[Opening RECORDS FOR THIS TASK section]

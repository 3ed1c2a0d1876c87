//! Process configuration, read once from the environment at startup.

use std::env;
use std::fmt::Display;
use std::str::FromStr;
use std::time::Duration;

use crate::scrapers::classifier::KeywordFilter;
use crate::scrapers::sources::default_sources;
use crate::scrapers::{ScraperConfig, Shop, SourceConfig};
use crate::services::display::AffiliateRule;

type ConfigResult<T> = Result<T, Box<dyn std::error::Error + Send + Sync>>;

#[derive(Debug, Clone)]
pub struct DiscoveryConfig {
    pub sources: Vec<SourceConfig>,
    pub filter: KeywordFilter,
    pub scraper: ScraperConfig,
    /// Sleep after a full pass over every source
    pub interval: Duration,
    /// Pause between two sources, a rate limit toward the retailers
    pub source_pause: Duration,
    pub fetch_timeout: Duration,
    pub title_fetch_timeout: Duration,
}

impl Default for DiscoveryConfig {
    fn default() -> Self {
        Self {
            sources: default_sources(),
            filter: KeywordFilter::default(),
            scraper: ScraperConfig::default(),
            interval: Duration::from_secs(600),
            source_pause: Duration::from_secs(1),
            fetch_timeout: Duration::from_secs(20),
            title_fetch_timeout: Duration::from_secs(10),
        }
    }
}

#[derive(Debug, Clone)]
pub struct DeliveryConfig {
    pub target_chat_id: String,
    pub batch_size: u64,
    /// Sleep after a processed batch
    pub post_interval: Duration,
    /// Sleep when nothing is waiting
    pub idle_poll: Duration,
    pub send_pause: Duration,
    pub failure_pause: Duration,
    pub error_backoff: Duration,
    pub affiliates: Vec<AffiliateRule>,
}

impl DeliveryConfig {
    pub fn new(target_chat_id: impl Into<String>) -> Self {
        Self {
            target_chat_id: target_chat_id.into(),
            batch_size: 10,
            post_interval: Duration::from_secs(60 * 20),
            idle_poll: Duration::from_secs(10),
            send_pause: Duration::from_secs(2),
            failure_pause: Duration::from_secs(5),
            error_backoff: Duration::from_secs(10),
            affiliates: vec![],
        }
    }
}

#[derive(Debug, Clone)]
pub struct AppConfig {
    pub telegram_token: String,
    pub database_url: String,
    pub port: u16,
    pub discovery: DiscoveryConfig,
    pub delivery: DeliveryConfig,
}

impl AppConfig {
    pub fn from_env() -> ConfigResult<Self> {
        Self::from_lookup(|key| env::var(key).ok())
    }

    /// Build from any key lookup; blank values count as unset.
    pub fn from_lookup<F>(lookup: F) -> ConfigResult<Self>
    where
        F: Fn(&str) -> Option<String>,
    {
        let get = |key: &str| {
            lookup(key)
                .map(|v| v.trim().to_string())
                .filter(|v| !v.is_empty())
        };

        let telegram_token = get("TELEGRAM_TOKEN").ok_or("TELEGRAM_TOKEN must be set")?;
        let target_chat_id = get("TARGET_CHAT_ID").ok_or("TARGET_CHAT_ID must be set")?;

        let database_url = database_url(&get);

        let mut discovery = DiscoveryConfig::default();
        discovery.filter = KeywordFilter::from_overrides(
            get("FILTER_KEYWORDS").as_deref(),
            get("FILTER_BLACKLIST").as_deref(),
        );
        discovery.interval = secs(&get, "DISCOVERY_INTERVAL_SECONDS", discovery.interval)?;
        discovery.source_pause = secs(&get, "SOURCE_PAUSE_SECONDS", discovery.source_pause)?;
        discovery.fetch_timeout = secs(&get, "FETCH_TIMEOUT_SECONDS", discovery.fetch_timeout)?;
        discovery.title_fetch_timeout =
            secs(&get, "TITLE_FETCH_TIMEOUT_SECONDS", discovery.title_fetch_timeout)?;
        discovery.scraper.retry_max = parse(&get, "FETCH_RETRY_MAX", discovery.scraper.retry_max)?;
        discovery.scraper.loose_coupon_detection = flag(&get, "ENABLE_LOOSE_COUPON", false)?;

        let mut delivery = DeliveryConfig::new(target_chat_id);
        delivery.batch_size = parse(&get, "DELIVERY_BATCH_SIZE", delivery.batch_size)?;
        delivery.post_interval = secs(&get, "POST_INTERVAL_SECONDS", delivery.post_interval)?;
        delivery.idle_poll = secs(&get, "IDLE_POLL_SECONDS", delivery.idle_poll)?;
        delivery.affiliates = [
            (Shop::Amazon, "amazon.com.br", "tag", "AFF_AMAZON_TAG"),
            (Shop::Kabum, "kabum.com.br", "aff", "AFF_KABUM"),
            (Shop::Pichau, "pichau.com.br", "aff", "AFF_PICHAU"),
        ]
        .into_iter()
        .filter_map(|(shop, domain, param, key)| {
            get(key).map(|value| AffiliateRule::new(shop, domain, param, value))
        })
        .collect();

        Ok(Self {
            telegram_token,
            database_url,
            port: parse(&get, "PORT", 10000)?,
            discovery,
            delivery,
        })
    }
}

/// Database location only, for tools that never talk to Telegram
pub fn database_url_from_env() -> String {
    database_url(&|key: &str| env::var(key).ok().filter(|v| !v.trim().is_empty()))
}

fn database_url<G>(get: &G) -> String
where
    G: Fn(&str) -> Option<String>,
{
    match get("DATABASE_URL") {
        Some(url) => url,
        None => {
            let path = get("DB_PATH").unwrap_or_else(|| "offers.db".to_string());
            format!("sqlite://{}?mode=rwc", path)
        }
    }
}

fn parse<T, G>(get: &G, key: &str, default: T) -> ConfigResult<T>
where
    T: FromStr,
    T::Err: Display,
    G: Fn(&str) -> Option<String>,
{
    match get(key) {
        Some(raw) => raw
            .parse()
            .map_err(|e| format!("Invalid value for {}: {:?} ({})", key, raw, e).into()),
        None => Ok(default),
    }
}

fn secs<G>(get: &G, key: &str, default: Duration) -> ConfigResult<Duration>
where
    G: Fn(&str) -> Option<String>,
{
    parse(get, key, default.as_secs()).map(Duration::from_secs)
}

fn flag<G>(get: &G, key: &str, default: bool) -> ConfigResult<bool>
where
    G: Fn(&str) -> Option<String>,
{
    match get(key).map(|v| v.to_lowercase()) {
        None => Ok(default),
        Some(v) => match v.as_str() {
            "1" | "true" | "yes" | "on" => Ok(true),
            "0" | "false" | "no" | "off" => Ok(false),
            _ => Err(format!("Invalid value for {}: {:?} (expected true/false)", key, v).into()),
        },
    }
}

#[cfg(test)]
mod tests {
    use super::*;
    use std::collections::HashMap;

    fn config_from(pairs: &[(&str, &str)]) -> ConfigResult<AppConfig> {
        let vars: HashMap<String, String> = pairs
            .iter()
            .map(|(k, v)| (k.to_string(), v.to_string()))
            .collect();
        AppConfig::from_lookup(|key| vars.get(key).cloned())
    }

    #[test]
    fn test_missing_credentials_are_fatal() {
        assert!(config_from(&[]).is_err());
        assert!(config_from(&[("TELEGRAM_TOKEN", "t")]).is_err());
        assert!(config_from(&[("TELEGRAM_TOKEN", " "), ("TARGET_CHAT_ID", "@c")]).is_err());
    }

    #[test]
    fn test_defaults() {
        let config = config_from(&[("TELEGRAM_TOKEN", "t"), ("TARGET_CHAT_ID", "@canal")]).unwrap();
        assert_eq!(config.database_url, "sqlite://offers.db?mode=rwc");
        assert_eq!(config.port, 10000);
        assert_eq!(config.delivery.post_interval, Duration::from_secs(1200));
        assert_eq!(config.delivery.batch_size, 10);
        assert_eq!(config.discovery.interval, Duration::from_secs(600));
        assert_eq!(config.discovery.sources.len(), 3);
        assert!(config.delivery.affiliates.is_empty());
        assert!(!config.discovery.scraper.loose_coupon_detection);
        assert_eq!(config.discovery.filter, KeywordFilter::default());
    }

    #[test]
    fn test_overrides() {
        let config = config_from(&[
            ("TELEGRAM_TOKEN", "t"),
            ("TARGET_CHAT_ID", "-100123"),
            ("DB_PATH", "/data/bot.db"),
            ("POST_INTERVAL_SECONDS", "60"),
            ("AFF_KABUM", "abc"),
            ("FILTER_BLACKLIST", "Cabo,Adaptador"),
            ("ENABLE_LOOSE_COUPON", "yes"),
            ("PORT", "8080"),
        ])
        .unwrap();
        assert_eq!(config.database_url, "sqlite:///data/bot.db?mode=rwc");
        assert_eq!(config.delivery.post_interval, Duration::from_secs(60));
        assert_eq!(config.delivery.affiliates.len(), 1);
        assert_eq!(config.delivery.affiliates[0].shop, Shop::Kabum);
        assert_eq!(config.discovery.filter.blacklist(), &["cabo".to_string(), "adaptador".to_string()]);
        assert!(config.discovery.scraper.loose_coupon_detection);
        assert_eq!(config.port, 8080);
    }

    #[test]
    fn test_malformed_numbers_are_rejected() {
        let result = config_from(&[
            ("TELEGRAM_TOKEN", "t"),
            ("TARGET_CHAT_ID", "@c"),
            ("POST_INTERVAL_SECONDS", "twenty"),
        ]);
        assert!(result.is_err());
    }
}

[Closing RECORDS FOR THIS TASK section]

Every line in the data that holds "trim" should be copied out.

§ **REPLY TO THE TASK**:
                .map(|v| v.trim().to_string())
    database_url(&|key: &str| env::var(key).ok().filter(|v| !v.trim().is_empty()))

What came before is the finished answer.